__PROBLEM REQUIREMENTS__: Of the lines below, write out exactly those from the line with "let mut entries" through the line with "async fn test_file_store_get_missing_is_none()", both included, and skip the rest.

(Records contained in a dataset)
>>>
//! Key-value persistence seam for the lock and job records.
//!
//! Every record is an opaque string (JSON in practice). Writers that share a
//! record coordinate through [`StateStore::compare_and_swap`], so a writer
//! only replaces the exact value it read.

use std::collections::HashMap;
use std::ffi::OsString;
use std::io::ErrorKind;
use std::path::{Path, PathBuf};

use async_trait::async_trait;
use tokio::sync::Mutex;

use crate::error::StoreError;

/// Persisted key-value store shared by the orchestrator and the worker.
#[async_trait]
pub trait StateStore: Send + Sync {
    /// Current value for `key`, or `None` if absent.
    async fn get(&self, key: &str) -> Result<Option<String>, StoreError>;

    /// Unconditionally write `value` under `key`.
    async fn set(&self, key: &str, value: &str) -> Result<(), StoreError>;

    /// Replace the value under `key` only if it currently equals `expected`.
    ///
    /// `expected = None` means "only if absent" (create-if-absent) and
    /// `new = None` deletes the record. Returns `Ok(false)` when the current
    /// value did not match; that is not an error.
    async fn compare_and_swap(
        &self,
        key: &str,
        expected: Option<&str>,
        new: Option<&str>,
    ) -> Result<bool, StoreError>;

    /// Delete `key`. Deleting an absent key succeeds.
    async fn remove(&self, key: &str) -> Result<(), StoreError>;

    /// Where an external process can read and write `key` directly, if the
    /// backend is shared outside this process.
    fn location(&self, _key: &str) -> Option<StateLocation> {
        None
    }
}

/// Address of a record for processes outside the orchestrator.
#[derive(Debug, Clone, PartialEq, Eq)]
pub enum StateLocation {
    /// A JSON file, replaced whole on every write.
    File(PathBuf),
    /// A row of the `sync_state` table (`key`, `value`) in a SQLite database.
    Sqlite { db: PathBuf, key: String },
}

impl StateLocation {
    /// Environment variables handing this location to a worker.
    pub fn env_vars(&self) -> Vec<(&'static str, OsString)> {
        match self {
            StateLocation::File(path) => vec![("SYNC_STATE_FILE", path.into())],
            StateLocation::Sqlite { db, key } => vec![
                ("SYNC_STATE_DB", db.into()),
                ("SYNC_STATE_KEY", key.into()),
            ],
        }
    }
}

/// One JSON file per key inside a state directory.
///
/// Writes land in a temp file that is renamed into place, so readers never
/// observe a half-written record. Create-if-absent uses a hard link, which
/// fails atomically across processes when the target already exists. Swaps
/// that replace an existing value are serialized per store instance; two
/// orchestrator processes replacing the same record can still interleave.
pub struct FileStore {
    dir: PathBuf,
    swap: Mutex<()>,
}

impl FileStore {
    /// Open a store rooted at `dir`, creating the directory if needed.
    pub fn new(dir: impl Into<PathBuf>) -> Result<Self, StoreError> {
        let dir = dir.into();
        std::fs::create_dir_all(&dir).map_err(|e| StoreError::io(&dir, e))?;
        Ok(Self {
            dir,
            swap: Mutex::new(()),
        })
    }

    pub fn dir(&self) -> &Path {
        &self.dir
    }

    fn path_for(&self, key: &str) -> PathBuf {
        self.dir.join(format!("{key}.json"))
    }

    fn temp_path_for(&self, key: &str) -> PathBuf {
        self.dir
            .join(format!(".{key}.{}.tmp", ulid::Ulid::new()))
    }

    async fn write_temp(&self, key: &str, value: &str) -> Result<PathBuf, StoreError> {
        let tmp = self.temp_path_for(key);
        tokio::fs::write(&tmp, value)
            .await
            .map_err(|e| StoreError::io(&tmp, e))?;
        Ok(tmp)
    }

    async fn replace(&self, key: &str, value: &str) -> Result<(), StoreError> {
        let tmp = self.write_temp(key, value).await?;
        let path = self.path_for(key);
        if let Err(e) = tokio::fs::rename(&tmp, &path).await {
            let _ = tokio::fs::remove_file(&tmp).await;
            return Err(StoreError::io(&path, e));
        }
        Ok(())
    }

    async fn create_if_absent(&self, key: &str, value: &str) -> Result<bool, StoreError> {
        let tmp = self.write_temp(key, value).await?;
        let path = self.path_for(key);
        let linked = tokio::fs::hard_link(&tmp, &path).await;
        let _ = tokio::fs::remove_file(&tmp).await;
        match linked {
            Ok(()) => Ok(true),
            Err(e) if e.kind() == ErrorKind::AlreadyExists => Ok(false),
            Err(e) => Err(StoreError::io(&path, e)),
        }
    }
}

#[async_trait]
impl StateStore for FileStore {
    async fn get(&self, key: &str) -> Result<Option<String>, StoreError> {
        let path = self.path_for(key);
        match tokio::fs::read_to_string(&path).await {
            Ok(contents) => Ok(Some(contents)),
            Err(e) if e.kind() == ErrorKind::NotFound => Ok(None),
            Err(e) => Err(StoreError::io(&path, e)),
        }
    }

    async fn set(&self, key: &str, value: &str) -> Result<(), StoreError> {
        self.replace(key, value).await
    }

    async fn compare_and_swap(
        &self,
        key: &str,
        expected: Option<&str>,
        new: Option<&str>,
    ) -> Result<bool, StoreError> {
        let _guard = self.swap.lock().await;

        let Some(expected) = expected else {
            return match new {
                Some(value) => self.create_if_absent(key, value).await,
                None => Ok(self.get(key).await?.is_none()),
            };
        };

        if self.get(key).await?.as_deref() != Some(expected) {
            return Ok(false);
        }
        match new {
            Some(value) => self.replace(key, value).await?,
            None => self.remove(key).await?,
        }
        Ok(true)
    }

    async fn remove(&self, key: &str) -> Result<(), StoreError> {
        let path = self.path_for(key);
        match tokio::fs::remove_file(&path).await {
            Ok(()) => Ok(()),
            Err(e) if e.kind() == ErrorKind::NotFound => Ok(()),
            Err(e) => Err(StoreError::io(&path, e)),
        }
    }

    fn location(&self, key: &str) -> Option<StateLocation> {
        Some(StateLocation::File(self.path_for(key)))
    }
}

/// In-process store, used by tests and single-process deployments.
#[derive(Default)]
pub struct MemoryStore {
    entries: Mutex<HashMap<String, String>>,
}

impl MemoryStore {
    pub fn new() -> Self {
        Self::default()
    }
}

#[async_trait]
impl StateStore for MemoryStore {
    async fn get(&self, key: &str) -> Result<Option<String>, StoreError> {
        Ok(self.entries.lock().await.get(key).cloned())
    }

    async fn set(&self, key: &str, value: &str) -> Result<(), StoreError> {
        self.entries
            .lock()
            .await
            .insert(key.to_string(), value.to_string());
        Ok(())
    }

    async fn compare_and_swap(
        &self,
        key: &str,
        expected: Option<&str>,
        new: Option<&str>,
    ) -> Result<bool, StoreError> {
        let mut entries = self.entries.lock().await;
        if entries.get(key).map(String::as_str) != expected {
            return Ok(false);
        }
        match new {
            Some(value) => {
                entries.insert(key.to_string(), value.to_string());
            }
            None => {
                entries.remove(key);
            }
        }
        Ok(true)
    }

    async fn remove(&self, key: &str) -> Result<(), StoreError> {
        self.entries.lock().await.remove(key);
        Ok(())
    }
}

#[cfg(test)]
mod tests {
    use super::*;
    use tempfile::TempDir;

    async fn exercise_cas(store: &dyn StateStore) {
        assert!(store.compare_and_swap("k", None, Some("a")).await.unwrap());
        // create-if-absent fails once present
        assert!(!store.compare_and_swap("k", None, Some("b")).await.unwrap());
        assert_eq!(store.get("k").await.unwrap().as_deref(), Some("a"));

        // mismatched expectation leaves the value alone
        assert!(!store.compare_and_swap("k", Some("x"), Some("b")).await.unwrap());
        assert!(store.compare_and_swap("k", Some("a"), Some("b")).await.unwrap());
        assert_eq!(store.get("k").await.unwrap().as_deref(), Some("b"));

        // delete-if-equal
        assert!(!store.compare_and_swap("k", Some("a"), None).await.unwrap());
        assert!(store.compare_and_swap("k", Some("b"), None).await.unwrap());
        assert_eq!(store.get("k").await.unwrap(), None);
    }

    #[tokio::test]
    async fn test_memory_store_compare_and_swap() {
        exercise_cas(&MemoryStore::new()).await;
    }

    #[tokio::test]
    async fn test_file_store_compare_and_swap() {
        let dir = TempDir::new().unwrap();
        let store = FileStore::new(dir.path()).unwrap();
        exercise_cas(&store).await;
    }

    #[tokio::test]
    async fn test_file_store_get_missing_is_none() {
        let dir = TempDir::new().unwrap();
        let store = FileStore::new(dir.path()).unwrap();
        assert_eq!(store.get("absent").await.unwrap(), None);
    }

    #[tokio::test]
    async fn test_file_store_remove_is_idempotent() {
        let dir = TempDir::new().unwrap();
        let store = FileStore::new(dir.path()).unwrap();
        store.set("k", "v").await.unwrap();
        store.remove("k").await.unwrap();
        store.remove("k").await.unwrap();
        assert_eq!(store.get("k").await.unwrap(), None);
    }

    #[tokio::test]
    async fn test_file_store_location_and_no_temp_leftovers() {
        let dir = TempDir::new().unwrap();
        let store = FileStore::new(dir.path().join("nested")).unwrap();
        store.set("job", "{}").await.unwrap();
        assert!(store.compare_and_swap("lock", None, Some("{}")).await.unwrap());

        let path = dir.path().join("nested").join("job.json");
        assert_eq!(store.location("job"), Some(StateLocation::File(path.clone())));
        assert_eq!(std::fs::read_to_string(path).unwrap(), "{}");

        let names: Vec<String> = std::fs::read_dir(store.dir())
            .unwrap()
            .map(|e| e.unwrap().file_name().to_string_lossy().into_owned())
            .collect();
        assert!(names.iter().all(|n| !n.ends_with(".tmp")), "leftover temp files: {names:?}");
    }

    #[tokio::test]
    async fn test_file_store_external_writer_is_visible() {
        let dir = TempDir::new().unwrap();
        let store = FileStore::new(dir.path()).unwrap();
        std::fs::write(dir.path().join("state.json"), "written by worker").unwrap();
        assert_eq!(
            store.get("state").await.unwrap().as_deref(),
            Some("written by worker")
        );
    }
}
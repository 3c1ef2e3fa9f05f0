// crates/db/src/queries/mod.rs

pub mod listener;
<<<
__SOLUTION TO THE PROBLEM__:
        let mut entries = self.entries.lock().await;
        if entries.get(key).map(String::as_str) != expected {
            return Ok(false);
        }
        match new {
            Some(value) => {
                entries.insert(key.to_string(), value.to_string());
            }
            None => {
                entries.remove(key);
            }
        }
        Ok(true)
    }

    async fn remove(&self, key: &str) -> Result<(), StoreError> {
        self.entries.lock().await.remove(key);
        Ok(())
    }
}

#[cfg(test)]
mod tests {
    use super::*;
    use tempfile::TempDir;

    async fn exercise_cas(store: &dyn StateStore) {
        assert!(store.compare_and_swap("k", None, Some("a")).await.unwrap());
        // create-if-absent fails once present
        assert!(!store.compare_and_swap("k", None, Some("b")).await.unwrap());
        assert_eq!(store.get("k").await.unwrap().as_deref(), Some("a"));

        // mismatched expectation leaves the value alone
        assert!(!store.compare_and_swap("k", Some("x"), Some("b")).await.unwrap());
        assert!(store.compare_and_swap("k", Some("a"), Some("b")).await.unwrap());
        assert_eq!(store.get("k").await.unwrap().as_deref(), Some("b"));

        // delete-if-equal
        assert!(!store.compare_and_swap("k", Some("a"), None).await.unwrap());
        assert!(store.compare_and_swap("k", Some("b"), None).await.unwrap());
        assert_eq!(store.get("k").await.unwrap(), None);
    }

    #[tokio::test]
    async fn test_memory_store_compare_and_swap() {
        exercise_cas(&MemoryStore::new()).await;
    }

    #[tokio::test]
    async fn test_file_store_compare_and_swap() {
        let dir = TempDir::new().unwrap();
        let store = FileStore::new(dir.path()).unwrap();
        exercise_cas(&store).await;
    }

    #[tokio::test]
    async fn test_file_store_get_missing_is_none() {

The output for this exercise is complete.